Authors: Josher Molendijk, BSc, MSc,1 Bob Vervloet, BSc, MSc,1 Eppo B. Wolvius, DDS, MD, PhD,1 and Maarten J. Koudstaal, MD, DDS, PhD1
A 29-year-old man was hit directly in the face by a rocket in the night of January 1, 2011. The patient was seen at the emergency department of our institution according to the Advanced Trauma Life Support protocol. His airway was threatened due to serious bleeding from extensive soft-tissue injury and the patient was immediately intubated with an endotracheal tube, under the use of etomidate as sedative and succinylcholine as paralytic agent. The patient was hemodynamically stable. Severe soft-tissue injuries to the right side of the face were observed (Fig. 1). Adequate examination of vision and sensibility of the face could not be performed. Computed tomography (CT) angiography images of the face, cranium, and the neck were obtained and revealed multiple fractures as follows: communitive fracture of the mandible; a Le Fort 2 fracture; a midline fracture of the maxilla; extensive fractures of the walls of the right maxillary sinus and both right and left orbital floor; a right zygomatic arch fracture; and fracture of the right temporal bone at the temporomandibular joint. Also noted were small hyperdense, spherical bodies, which correspond with remnants of explosive powder. Angiography revealed an arterial bleeding on the right side of the face. No intracranial or cervical injuries were found.

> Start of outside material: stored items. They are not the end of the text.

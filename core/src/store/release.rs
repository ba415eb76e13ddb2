use super::ProgressStore;
use crate::{
    error::{ProgressionError, ProgressionResult},
    model::{ArtistEvolution, GenreShift, Release},
    types::{from_epoch, to_epoch},
};
use rusqlite::{params, Row};

const RELEASE_COLUMNS: &str = "release_id, card_id, title, detected_genre, music_quality,
     genre_consistency, release_impact, streams, peak_chart_position, created_at";

const EVOLUTION_COLUMNS: &str = "evolution_id, card_id, release_id, shift_from, shift_to,
     shift_intensity, fame_change, fanbase_change, genre_mastery, artistic_growth,
     fan_reaction, evolution_summary, created_at";

fn release_from_row(row: &Row<'_>) -> rusqlite::Result<Release> {
    Ok(Release {
        release_id: row.get(0)?,
        card_id: row.get(1)?,
        title: row.get(2)?,
        detected_genre: row.get(3)?,
        music_quality: row.get(4)?,
        genre_consistency: row.get(5)?,
        release_impact: row.get(6)?,
        streams: row.get(7)?,
        peak_chart_position: row.get(8)?,
        created_at: from_epoch(row.get(9)?),
    })
}

fn evolution_from_row(row: &Row<'_>) -> rusqlite::Result<ArtistEvolution> {
    let shift_from: Option<String> = row.get(3)?;
    let shift_to: Option<String> = row.get(4)?;
    let shift_intensity: Option<f64> = row.get(5)?;
    let genre_shift = match (shift_from, shift_to, shift_intensity) {
        (Some(from), Some(to), Some(intensity)) => Some(GenreShift { from, to, intensity }),
        _ => None,
    };
    Ok(ArtistEvolution {
        evolution_id: row.get(0)?,
        card_id: row.get(1)?,
        release_id: row.get(2)?,
        genre_shift,
        fame_change_from_release: row.get(6)?,
        fanbase_change_from_release: row.get(7)?,
        genre_mastery: row.get(8)?,
        artistic_growth: row.get(9)?,
        fan_reaction: row.get(10)?,
        evolution_summary: row.get(11)?,
        created_at: from_epoch(row.get(12)?),
    })
}

impl ProgressStore {
    // ── Releases ──────────────────────────────────────────────────

    pub fn insert_release(&self, r: &Release) -> ProgressionResult<()> {
        self.conn.execute(
            &format!("INSERT INTO music_release ({RELEASE_COLUMNS})
             VALUES (?1, ?2, ?3, ?4, ?5, ?6, ?7, ?8, ?9, ?10)"),
            params![
                r.release_id,
                r.card_id,
                r.title,
                r.detected_genre,
                r.music_quality,
                r.genre_consistency,
                r.release_impact,
                r.streams,
                r.peak_chart_position,
                to_epoch(r.created_at),
            ],
        )?;
        Ok(())
    }

    /// Back-fill the impact score once consistency is known.
    pub fn update_release_impact(&self, release_id: &str, impact: i64) -> ProgressionResult<()> {
        let changed = self.conn.execute(
            "UPDATE music_release SET release_impact = ?1 WHERE release_id = ?2",
            params![impact, release_id],
        )?;
        if changed == 0 {
            return Err(ProgressionError::ReleaseNotFound { release_id: release_id.to_string() });
        }
        Ok(())
    }

    /// Record streams earned and the best chart position seen so far.
    pub fn update_release_performance(
        &self,
        release_id: &str,
        streams: i64,
        chart_position: i64,
    ) -> ProgressionResult<()> {
        self.conn.execute(
            "UPDATE music_release SET
                streams = ?1,
                peak_chart_position = CASE
                    WHEN ?2 = 0 THEN peak_chart_position
                    WHEN peak_chart_position = 0 OR ?2 < peak_chart_position THEN ?2
                    ELSE peak_chart_position
                END
             WHERE release_id = ?3",
            params![streams, chart_position, release_id],
        )?;
        Ok(())
    }

    /// All releases of a card in release order.
    pub fn releases_for_card(&self, card_id: &str) -> ProgressionResult<Vec<Release>> {
        let mut stmt = self.conn.prepare(&format!(
            "SELECT {RELEASE_COLUMNS} FROM music_release WHERE card_id = ?1
             ORDER BY created_at ASC, rowid ASC"
        ))?;
        let rows = stmt.query_map(params![card_id], release_from_row)?;
        rows.collect::<Result<Vec<_>, _>>().map_err(Into::into)
    }

    pub fn release_count_for_card(&self, card_id: &str) -> ProgressionResult<i64> {
        let count: i64 = self.conn.query_row(
            "SELECT COUNT(*) FROM music_release WHERE card_id = ?1",
            params![card_id],
            |row| row.get(0),
        )?;
        Ok(count)
    }

    // ── Evolutions (append-only) ──────────────────────────────────

    pub fn insert_evolution(&self, e: &ArtistEvolution) -> ProgressionResult<()> {
        let shift = e.genre_shift.as_ref();
        self.conn.execute(
            &format!("INSERT INTO artist_evolution ({EVOLUTION_COLUMNS})
             VALUES (?1, ?2, ?3, ?4, ?5, ?6, ?7, ?8, ?9, ?10, ?11, ?12, ?13)"),
            params![
                e.evolution_id,
                e.card_id,
                e.release_id,
                shift.map(|s| s.from.as_str()),
                shift.map(|s| s.to.as_str()),
                shift.map(|s| s.intensity),
                e.fame_change_from_release,
                e.fanbase_change_from_release,
                e.genre_mastery,
                e.artistic_growth,
                e.fan_reaction,
                e.evolution_summary,
                to_epoch(e.created_at),
            ],
        )?;
        Ok(())
    }

    /// All evolutions of a card, oldest first.
    pub fn evolutions_for_card(&self, card_id: &str) -> ProgressionResult<Vec<ArtistEvolution>> {
        let mut stmt = self.conn.prepare(&format!(
            "SELECT {EVOLUTION_COLUMNS} FROM artist_evolution WHERE card_id = ?1
             ORDER BY created_at ASC, rowid ASC"
        ))?;
        let rows = stmt.query_map(params![card_id], evolution_from_row)?;
        rows.collect::<Result<Vec<_>, _>>().map_err(Into::into)
    }
}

Oral and maxillofacial surgery, ophthalmology, and plastic surgery services were consulted and the patient was brought to the operating room immediately after presentation. Extensive debridement by the plastic surgeons was performed and large defects of facial musculature in the buccal region and lesions of the facial nerve and parotid duct were encountered. The facial artery was damaged and clipped intraoperatively. Much explosive powder residue was removed. After replacement of the oral endotracheal tube with a nasopharyngeal tube, the oral and maxillofacial surgeons approached the fractures of the mandible and maxilla through oral incisions. The fractures were reduced and fixated with titanium plates. Finally, the parotic duct was sutured back into the buccal mucosa and the soft tissue was closed.
The patient was brought to the intensive care for observation. The patient was discharged in good clinical condition on hospital day 9. He was readmitted on day 14 posttrauma, after developing a wound dehiscence in the right buccal region, with formation of an orofacial fistula. The plastic surgeon closed the defect with a supraclavicular artery island flap 33 days posttrauma. At 16 and 20 months posttrauma, multiple scar corrections were performed, to correct mutilating scars in the face and a trismus. Healing of the fractures was uncomplicated and vision was only slightly affected. Drooping of the right corner of the mouth persisted due to facial nerve injury, but did not bother the patient (Fig. 2).